The hunter listened to this detail with breathless attention, and when the Judge had ended, he laughed in open derision.
“You may make your laws, Judge,” he cried, “but who will you find to watch the mountains through the long summer days, or the lakes at night? Game is game, and he who finds may kill; that has been the law in these mountains for forty years, to my sartain knowledge; and I think one old law is worth two new ones. None but a green one would wish to kill a doe with a fa'n by its side, unless his moccasins were getting old, or his leggins ragged, for the flesh is lean and coarse. But a rifle rings among the rocks along the lake shore, sometimes, as if fifty pieces were fired at once—it would be hard to tell where the man stood who pulled the trigger.”
“Armed with the dignity of the law, Mr. Bumppo,” returned the Judge, gravely, “a vigilant magistrate can prevent much of the evil that has hitherto prevailed, and which is already rendering the game scarce. I hope to live to see the day when a man's rights in his game shall be as much respected as his title to his farm.”

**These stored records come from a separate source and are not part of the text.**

//! Middleware for the Grocto marketplace backend

mod auth;

pub use auth::{auth_middleware, AuthUser, Claims, CurrentUser};
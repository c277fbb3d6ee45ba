pub mod graphsense;

use std::sync::Arc;
use std::time::Duration;

use moka::future::Cache;
use tokio::sync::Mutex;
use tokio::time::{Instant, sleep};
use tracing::{debug, warn};

use crate::settings::ResolverSettings;
use crate::types::{CoinJoinCandidate, ResolvedInput};
use graphsense::ClusteringService;

const RETRY_BASE_DELAY: Duration = Duration::from_millis(500);
const RETRY_MAX_DELAY: Duration = Duration::from_secs(30);

/// Outcome of one address lookup, as stored in the per-run cache.
#[derive(Debug, Clone)]
struct Resolution {
    cluster: Option<String>,
    confidence: Option<f64>,
    failed: bool,
}

/// Resolves candidate inputs to cluster identifiers through the external
/// clustering service. Lookups are rate limited, retried with backoff on
/// transient failures, and cached per address for the whole run so an
/// address shared across candidates hits the service at most once.
pub struct InputResolver {
    service: Arc<dyn ClusteringService>,
    cache: Cache<String, Resolution>,
    limiter: RateLimiter,
    max_attempts: u32,
}

impl InputResolver {
    pub fn new(service: Arc<dyn ClusteringService>, settings: &ResolverSettings) -> Self {
        Self {
            service,
            cache: Cache::new(1_000_000),
            limiter: RateLimiter::new(settings.requests_per_second),
            max_attempts: settings.max_attempts,
        }
    }

    /// One ResolvedInput per candidate input, in input order. Inputs the
    /// service cannot resolve come back with `resolution_failed` set;
    /// this never fails the candidate.
    pub async fn resolve(&self, candidate: &CoinJoinCandidate) -> Vec<ResolvedInput> {
        let mut resolved = Vec::with_capacity(candidate.inputs.len());
        for (input_index, input) in candidate.inputs.iter().enumerate() {
            let entry = match &input.address {
                Some(address) => self.lookup_cached(address).await,
                None => {
                    debug!(
                        txid = %candidate.txid,
                        input_index,
                        "input has no decodable address"
                    );
                    Resolution {
                        cluster: None,
                        confidence: None,
                        failed: true,
                    }
                }
            };
            resolved.push(ResolvedInput {
                input_index,
                address: input.address.clone(),
                cluster: entry.cluster,
                confidence: entry.confidence,
                resolution_failed: entry.failed,
            });
        }
        resolved
    }

    async fn lookup_cached(&self, address: &str) -> Resolution {
        // get_with deduplicates concurrent lookups of the same address;
        // entries are write-once for the run.
        self.cache
            .get_with(address.to_string(), self.lookup_with_retry(address))
            .await
    }

    async fn lookup_with_retry(&self, address: &str) -> Resolution {
        let mut delay = RETRY_BASE_DELAY;
        for attempt in 1..=self.max_attempts {
            self.limiter.acquire().await;
            match self.service.lookup(address).await {
                Ok(info) => {
                    return Resolution {
                        cluster: info.cluster,
                        confidence: info.confidence,
                        failed: false,
                    };
                }
                Err(e) if e.is_retryable() && attempt < self.max_attempts => {
                    debug!(address, attempt, error = %e, "lookup failed, retrying");
                    sleep(delay).await;
                    delay = (delay * 2).min(RETRY_MAX_DELAY);
                }
                Err(e) => {
                    warn!(address, attempt, error = %e, "address resolution failed");
                    return Resolution {
                        cluster: None,
                        confidence: None,
                        failed: true,
                    };
                }
            }
        }
        Resolution {
            cluster: None,
            confidence: None,
            failed: true,
        }
    }
}

/// Spaces request starts to respect the service's published quota.
pub struct RateLimiter {
    min_interval: Duration,
    next_slot: Mutex<Instant>,
}

impl RateLimiter {
    pub fn new(requests_per_second: u32) -> Self {
        Self {
            min_interval: Duration::from_secs(1) / requests_per_second.max(1),
            next_slot: Mutex::new(Instant::now()),
        }
    }

    pub async fn acquire(&self) {
        let wait = {
            let mut next_slot = self.next_slot.lock().await;
            let now = Instant::now();
            if *next_slot <= now {
                *next_slot = now + self.min_interval;
                None
            } else {
                let wait = *next_slot - now;
                *next_slot += self.min_interval;
                Some(wait)
            }
        };
        if let Some(wait) = wait {
            sleep(wait).await;
        }
    }
}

“Your titles and your farms are all new together,” cried Natty; “but laws should be equal, and not more for one than another. I shot a deer, last Wednesday was a fortnight, and it floundered through the snowbanks till it got over a brush fence; I catch'd the lock of my rifle in the twigs in following, and was kept back, until finally the creater got off. Now I want to know who is to pay me for that deer; and a fine buck it was. If there hadn't been a fence I should have gotten another shot into it; and I never draw'd upon anything that hadn't wings three times running, in my born days.—No, no, Judge, it's the farmers that makes the game scarce, and not the hunters.”
“Ter teer is not so plenty as in ter old war, Pumppo,” said the Major, who had been an attentive listener, amidst clouds of smoke; “put ter lant is not mate as for ter teer to live on, put for Christians.”
“Why, Major, I believe you're a friend to justice and the right, though you go so often to the grand house; but it's a hard case to a man to have his honest calling for a livelihood stopped by laws, and that too when, if right was done, he mought hunt or fish on any day in the week, or on the best flat in the Patent, if he was so minded.”
“I unstertant you, Letterstockint,” returned the Major, fixing his black eyes, with a look of peculiar meaning, on the hunter; “put you didn't use to be so prutent, as to look ahet mit so much care.”
“Maybe there wasn't so much occasion,” said the hunter, a little sulkily; when he sank into a silence from which he was not roused for some time.
“The Judge was saying so'thin about the French,” Hiram observed, when the pause in the conversation had continued a decent time.
“Yes, sir,” returned Marmaduke, “the Jacobins of France seem rushing from one act of licentiousness to another. They continue those murders which are dignified by the name of executions. You have heard that they have added the death of their Queen to the long list of their crimes.”
“Les Monstres!” again murmured Monsieur Le Quoi, turning himself suddenly in his chair with a convulsive start.
“The province of La Vendée is laid waste by the troops of the Republic, and hundreds of its inhabitants, who are Royalists in their sentiments, are shot at a time. La Vendée is a district in the southwest of France that continues yet much attached to the family of the Bourbons; doubtless Monsieur Le Quoi is acquainted with it, and can describe it more faithfully.”